#### Records for this exercise

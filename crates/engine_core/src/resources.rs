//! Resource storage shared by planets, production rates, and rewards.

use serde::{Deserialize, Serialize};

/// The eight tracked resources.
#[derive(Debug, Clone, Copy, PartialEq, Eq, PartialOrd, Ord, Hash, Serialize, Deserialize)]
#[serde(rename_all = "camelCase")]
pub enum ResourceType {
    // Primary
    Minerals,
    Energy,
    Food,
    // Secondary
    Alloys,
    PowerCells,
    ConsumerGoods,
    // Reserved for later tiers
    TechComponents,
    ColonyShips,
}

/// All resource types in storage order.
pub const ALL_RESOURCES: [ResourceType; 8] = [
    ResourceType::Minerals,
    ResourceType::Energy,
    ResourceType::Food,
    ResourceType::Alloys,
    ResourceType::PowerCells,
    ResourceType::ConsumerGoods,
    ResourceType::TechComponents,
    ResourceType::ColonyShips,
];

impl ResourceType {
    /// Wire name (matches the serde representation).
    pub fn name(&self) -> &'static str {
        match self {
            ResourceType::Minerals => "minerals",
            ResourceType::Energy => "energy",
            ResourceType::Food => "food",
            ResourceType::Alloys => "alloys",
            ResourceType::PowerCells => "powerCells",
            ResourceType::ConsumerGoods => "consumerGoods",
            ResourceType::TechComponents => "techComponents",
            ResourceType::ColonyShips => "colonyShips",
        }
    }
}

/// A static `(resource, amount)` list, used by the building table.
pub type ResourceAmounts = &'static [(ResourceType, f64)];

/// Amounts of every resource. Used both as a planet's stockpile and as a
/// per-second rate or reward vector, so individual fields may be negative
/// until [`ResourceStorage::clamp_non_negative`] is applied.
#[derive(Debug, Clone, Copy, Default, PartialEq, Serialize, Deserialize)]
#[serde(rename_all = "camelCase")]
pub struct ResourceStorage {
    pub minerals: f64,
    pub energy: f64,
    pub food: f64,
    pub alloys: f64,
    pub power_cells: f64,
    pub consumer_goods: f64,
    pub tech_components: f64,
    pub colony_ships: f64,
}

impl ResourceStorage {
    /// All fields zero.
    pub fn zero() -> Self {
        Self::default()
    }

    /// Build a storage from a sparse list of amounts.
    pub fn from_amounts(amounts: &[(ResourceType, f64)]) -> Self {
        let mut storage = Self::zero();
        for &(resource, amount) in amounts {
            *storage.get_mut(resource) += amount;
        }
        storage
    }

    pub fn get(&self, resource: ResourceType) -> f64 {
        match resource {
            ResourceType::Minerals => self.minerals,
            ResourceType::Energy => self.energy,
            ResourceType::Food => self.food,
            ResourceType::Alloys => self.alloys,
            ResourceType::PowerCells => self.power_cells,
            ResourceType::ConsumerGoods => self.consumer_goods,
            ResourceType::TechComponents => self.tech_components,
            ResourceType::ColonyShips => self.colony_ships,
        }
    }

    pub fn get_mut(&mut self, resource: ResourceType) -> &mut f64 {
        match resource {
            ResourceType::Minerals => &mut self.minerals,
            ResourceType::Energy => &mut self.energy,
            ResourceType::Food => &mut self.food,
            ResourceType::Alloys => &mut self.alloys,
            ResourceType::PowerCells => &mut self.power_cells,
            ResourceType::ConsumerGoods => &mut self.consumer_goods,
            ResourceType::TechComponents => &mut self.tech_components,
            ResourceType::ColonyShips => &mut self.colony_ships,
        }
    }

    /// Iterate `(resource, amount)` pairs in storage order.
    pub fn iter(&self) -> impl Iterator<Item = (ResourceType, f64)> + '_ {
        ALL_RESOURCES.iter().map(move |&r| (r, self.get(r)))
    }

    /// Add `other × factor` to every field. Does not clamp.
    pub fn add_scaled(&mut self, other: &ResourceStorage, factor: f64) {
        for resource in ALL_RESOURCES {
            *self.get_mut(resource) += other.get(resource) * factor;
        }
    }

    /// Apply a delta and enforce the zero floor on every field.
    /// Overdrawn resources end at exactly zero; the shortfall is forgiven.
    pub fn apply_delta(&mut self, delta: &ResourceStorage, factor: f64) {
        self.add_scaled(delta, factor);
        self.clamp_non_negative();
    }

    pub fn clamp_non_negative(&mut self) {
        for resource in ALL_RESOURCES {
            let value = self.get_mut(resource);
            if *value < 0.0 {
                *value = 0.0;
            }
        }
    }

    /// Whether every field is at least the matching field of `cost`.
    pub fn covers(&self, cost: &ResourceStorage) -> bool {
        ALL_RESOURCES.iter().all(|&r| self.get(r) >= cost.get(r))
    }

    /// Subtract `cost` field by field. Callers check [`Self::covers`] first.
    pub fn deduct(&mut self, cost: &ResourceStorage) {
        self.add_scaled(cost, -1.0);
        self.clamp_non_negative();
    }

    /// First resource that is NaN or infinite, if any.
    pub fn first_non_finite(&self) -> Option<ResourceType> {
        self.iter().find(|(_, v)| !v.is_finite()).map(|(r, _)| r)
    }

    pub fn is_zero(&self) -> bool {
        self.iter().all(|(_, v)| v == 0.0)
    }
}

########

What to produce:
From the first line to the last, reproduce the data exactly.

Exercise result:
filename crates/engine_core/src/resources.rs
//! Resource storage shared by planets, production rates, and rewards.

use serde::{Deserialize, Serialize};

/// The eight tracked resources.
#[derive(Debug, Clone, Copy, PartialEq, Eq, PartialOrd, Ord, Hash, Serialize, Deserialize)]
#[serde(rename_all = "camelCase")]
pub enum ResourceType {
    // Primary
    Minerals,
    Energy,
    Food,
    // Secondary
    Alloys,
    PowerCells,
    ConsumerGoods,
    // Reserved for later tiers
    TechComponents,
    ColonyShips,
}

/// All resource types in storage order.
pub const ALL_RESOURCES: [ResourceType; 8] = [
    ResourceType::Minerals,
    ResourceType::Energy,
    ResourceType::Food,
    ResourceType::Alloys,
    ResourceType::PowerCells,
    ResourceType::ConsumerGoods,
    ResourceType::TechComponents,
    ResourceType::ColonyShips,
];

impl ResourceType {
    /// Wire name (matches the serde representation).
    pub fn name(&self) -> &'static str {
        match self {
            ResourceType::Minerals => "minerals",
            ResourceType::Energy => "energy",
            ResourceType::Food => "food",
            ResourceType::Alloys => "alloys",
            ResourceType::PowerCells => "powerCells",
            ResourceType::ConsumerGoods => "consumerGoods",
            ResourceType::TechComponents => "techComponents",
            ResourceType::ColonyShips => "colonyShips",
        }
    }
}

/// A static `(resource, amount)` list, used by the building table.
pub type ResourceAmounts = &'static [(ResourceType, f64)];

/// Amounts of every resource. Used both as a planet's stockpile and as a
/// per-second rate or reward vector, so individual fields may be negative
/// until [`ResourceStorage::clamp_non_negative`] is applied.
#[derive(Debug, Clone, Copy, Default, PartialEq, Serialize, Deserialize)]
#[serde(rename_all = "camelCase")]
pub struct ResourceStorage {
    pub minerals: f64,
    pub energy: f64,
    pub food: f64,
    pub alloys: f64,
    pub power_cells: f64,
    pub consumer_goods: f64,
    pub tech_components: f64,
    pub colony_ships: f64,
}

impl ResourceStorage {
    /// All fields zero.
    pub fn zero() -> Self {
        Self::default()
    }

    /// Build a storage from a sparse list of amounts.
    pub fn from_amounts(amounts: &[(ResourceType, f64)]) -> Self {
        let mut storage = Self::zero();
        for &(resource, amount) in amounts {
            *storage.get_mut(resource) += amount;
        }
        storage
    }

    pub fn get(&self, resource: ResourceType) -> f64 {
        match resource {
            ResourceType::Minerals => self.minerals,
            ResourceType::Energy => self.energy,
            ResourceType::Food => self.food,
            ResourceType::Alloys => self.alloys,
            ResourceType::PowerCells => self.power_cells,
            ResourceType::ConsumerGoods => self.consumer_goods,
            ResourceType::TechComponents => self.tech_components,
            ResourceType::ColonyShips => self.colony_ships,
        }
    }

    pub fn get_mut(&mut self, resource: ResourceType) -> &mut f64 {
        match resource {
            ResourceType::Minerals => &mut self.minerals,
            ResourceType::Energy => &mut self.energy,
            ResourceType::Food => &mut self.food,
            ResourceType::Alloys => &mut self.alloys,
            ResourceType::PowerCells => &mut self.power_cells,
            ResourceType::ConsumerGoods => &mut self.consumer_goods,
            ResourceType::TechComponents => &mut self.tech_components,
            ResourceType::ColonyShips => &mut self.colony_ships,
        }
    }

    /// Iterate `(resource, amount)` pairs in storage order.
    pub fn iter(&self) -> impl Iterator<Item = (ResourceType, f64)> + '_ {
        ALL_RESOURCES.iter().map(move |&r| (r, self.get(r)))
    }

    /// Add `other × factor` to every field. Does not clamp.
    pub fn add_scaled(&mut self, other: &ResourceStorage, factor: f64) {
        for resource in ALL_RESOURCES {
            *self.get_mut(resource) += other.get(resource) * factor;
        }
    }

    /// Apply a delta and enforce the zero floor on every field.
    /// Overdrawn resources end at exactly zero; the shortfall is forgiven.
    pub fn apply_delta(&mut self, delta: &ResourceStorage, factor: f64) {
        self.add_scaled(delta, factor);
        self.clamp_non_negative();
    }

    pub fn clamp_non_negative(&mut self) {
        for resource in ALL_RESOURCES {
            let value = self.get_mut(resource);
            if *value < 0.0 {
                *value = 0.0;
            }
        }
    }

    /// Whether every field is at least the matching field of `cost`.
    pub fn covers(&self, cost: &ResourceStorage) -> bool {
        ALL_RESOURCES.iter().all(|&r| self.get(r) >= cost.get(r))
    }

    /// Subtract `cost` field by field. Callers check [`Self::covers`] first.
    pub fn deduct(&mut self, cost: &ResourceStorage) {
        self.add_scaled(cost, -1.0);
        self.clamp_non_negative();
    }

    /// First resource that is NaN or infinite, if any.
    pub fn first_non_finite(&self) -> Option<ResourceType> {
        self.iter().find(|(_, v)| !v.is_finite()).map(|(r, _)| r)
    }

    pub fn is_zero(&self) -> bool {
        self.iter().all(|(_, v)| v == 0.0)
    }
}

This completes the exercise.